Ele cita o fato de a empresa ter conseguido, mesmo com os impactos da pandemia, manter praticamente todas as unidades abertas no ano que termina. “Houve queda de tráfego em lojas, compensada por um expressivo aumento no ticket médio. Para 2021, a maior parte dos recursos será direcionada para expansão de lojas, com foco nas Regiões Norte e Nordeste. Seguiremos apostando no modelo multicanal, seja em loja ou pelo e-commerce, além da oferta de soluções de saúde, como o Clinic Farma, hoje com 806 unidades em todo o Brasil”, projeta Luiz Novais.
Presente no mercado financeiro desde 2006, a M. Dias Branco trabalhou, ao longo do ano, para garantir o abastecimento de alimentos à população, uma vez que os produtos da companhia são considerados essenciais. “Do ponto de vista de performance, no terceiro trimestre, o lucro líquido foi 97,3% maior na comparação com o mesmo período de 2019 e 90% maior no acumulado do ano, totalizando R$ 265,4 milhões. Os números favoráveis são consequência do planejamento estratégico iniciado ainda antes do início da pandemia”, avalia Fabio Cefaly, diretor de Novos Negócios e Relações com Investidores.

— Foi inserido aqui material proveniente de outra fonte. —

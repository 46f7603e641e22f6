use axum::{
    extract::FromRequestParts,
    http::{request::Parts, StatusCode},
};
use axum_extra::extract::cookie::CookieJar;

use super::AUTH_COOKIE;
use crate::routes::auth::claims::Claims;
use crate::utils::jwt::{decode_jwt, JwtKeyProvider};

#[derive(Debug, PartialEq)]
pub struct AuthSession(pub Claims);

impl<S> FromRequestParts<S> for AuthSession
where
    S: JwtKeyProvider + Send + Sync,
{
    type Rejection = StatusCode;

    async fn from_request_parts(parts: &mut Parts, state: &S) -> Result<Self, Self::Rejection> {
        let jar = CookieJar::from_headers(&parts.headers);
        let token = jar.get(AUTH_COOKIE).ok_or(StatusCode::UNAUTHORIZED)?;

        let claims = decode_jwt(token.value(), state).map_err(|_| StatusCode::UNAUTHORIZED)?;

        Ok(AuthSession(claims.claims))
    }
}
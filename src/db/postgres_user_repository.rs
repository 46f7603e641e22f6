use async_trait::async_trait;
use sqlx::PgPool;
use uuid::Uuid;

use super::user_repository::{CustomerIdWrite, NewUser, SubscriptionStateUpdate, UserRepository};
use crate::models::{
    plan::{BillingInterval, PlanTier},
    user::User,
};

const USER_COLUMNS: &str = r#"
    id, email, name, password_hash, plan, billing_interval, stripe_customer_id,
    subscription_id, subscription_status, subscription_state_at, past_due_since, created_at
"#;

pub struct PostgresUserRepository {
    pub pool: PgPool,
}

#[async_trait]
impl UserRepository for PostgresUserRepository {
    async fn is_email_taken(&self, email: &str) -> Result<bool, sqlx::Error> {
        let res = sqlx::query_scalar::<_, i32>("SELECT 1 FROM users WHERE lower(email) = lower($1)")
            .bind(email)
            .fetch_optional(&self.pool)
            .await?;
        Ok(res.is_some())
    }

    async fn create_user(&self, new_user: NewUser<'_>) -> Result<User, sqlx::Error> {
        let query = format!(
            r#"
            INSERT INTO users (id, email, name, password_hash, plan, subscription_status)
            VALUES ($1, $2, $3, $4, 'free', 'none')
            RETURNING {USER_COLUMNS}
            "#
        );
        sqlx::query_as::<_, User>(&query)
            .bind(Uuid::new_v4())
            .bind(new_user.email)
            .bind(new_user.name)
            .bind(new_user.password_hash)
            .fetch_one(&self.pool)
            .await
    }

    async fn find_user_by_email(&self, email: &str) -> Result<Option<User>, sqlx::Error> {
        let query = format!("SELECT {USER_COLUMNS} FROM users WHERE lower(email) = lower($1)");
        sqlx::query_as::<_, User>(&query)
            .bind(email)
            .fetch_optional(&self.pool)
            .await
    }

    async fn find_user_by_id(&self, user_id: Uuid) -> Result<Option<User>, sqlx::Error> {
        let query = format!("SELECT {USER_COLUMNS} FROM users WHERE id = $1");
        sqlx::query_as::<_, User>(&query)
            .bind(user_id)
            .fetch_optional(&self.pool)
            .await
    }

    async fn find_user_id_by_stripe_customer_id(
        &self,
        customer_id: &str,
    ) -> Result<Option<Uuid>, sqlx::Error> {
        sqlx::query_scalar::<_, Uuid>("SELECT id FROM users WHERE stripe_customer_id = $1")
            .bind(customer_id)
            .fetch_optional(&self.pool)
            .await
    }

    async fn set_stripe_customer_id_if_absent(
        &self,
        user_id: Uuid,
        customer_id: &str,
    ) -> Result<CustomerIdWrite, sqlx::Error> {
        let result = sqlx::query(
            r#"
            UPDATE users
            SET stripe_customer_id = $2, updated_at = now()
            WHERE id = $1 AND stripe_customer_id IS NULL
            "#,
        )
        .bind(user_id)
        .bind(customer_id)
        .execute(&self.pool)
        .await?;

        if result.rows_affected() == 1 {
            return Ok(CustomerIdWrite::Stored);
        }

        let existing = sqlx::query_scalar::<_, Option<String>>(
            "SELECT stripe_customer_id FROM users WHERE id = $1",
        )
        .bind(user_id)
        .fetch_optional(&self.pool)
        .await?;

        match existing.flatten() {
            Some(id) => Ok(CustomerIdWrite::Existing(id)),
            None => Err(sqlx::Error::RowNotFound),
        }
    }

    async fn update_user_plan(
        &self,
        user_id: Uuid,
        plan: PlanTier,
        billing_interval: Option<BillingInterval>,
    ) -> Result<(), sqlx::Error> {
        let result = sqlx::query(
            "UPDATE users SET plan = $2, billing_interval = $3, updated_at = now() WHERE id = $1",
        )
        .bind(user_id)
        .bind(plan.as_str())
        .bind(billing_interval.map(|i| i.as_str()))
        .execute(&self.pool)
        .await?;

        if result.rows_affected() == 0 {
            return Err(sqlx::Error::RowNotFound);
        }

        Ok(())
    }

    async fn apply_subscription_state(
        &self,
        user_id: Uuid,
        update: &SubscriptionStateUpdate,
    ) -> Result<bool, sqlx::Error> {
        // The state_at guard is the ordering fence between concurrent deliveries.
        let result = sqlx::query(
            r#"
            UPDATE users
            SET plan = $2,
                billing_interval = $3,
                subscription_id = $4,
                subscription_status = $5,
                past_due_since = $6,
                subscription_state_at = $7,
                updated_at = now()
            WHERE id = $1
              AND (subscription_state_at IS NULL OR subscription_state_at <= $7)
            "#,
        )
        .bind(user_id)
        .bind(update.plan.as_str())
        .bind(update.billing_interval.map(|i| i.as_str()))
        .bind(update.subscription_id.as_deref())
        .bind(update.status.as_str())
        .bind(update.past_due_since)
        .bind(update.state_at)
        .execute(&self.pool)
        .await?;

        Ok(result.rows_affected() == 1)
    }
}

Para 2021, a companhia está confiante no mercado de alimentos e pretende seguir o planejamento estratégico, focado no crescimento dos negócios e expansão dos mercados de atuação, inclusive na exportação. “Em adição à liderança em massas e biscoitos que temos no Norte e Nordeste, buscaremos a expansão no Sul, Sudeste e Centro-Oeste”, antecipa Fabio Cefaly. As demais empresas cearenses no mercado financeiro foram procuradas, mas não responderam até o fechamento desta reportagem.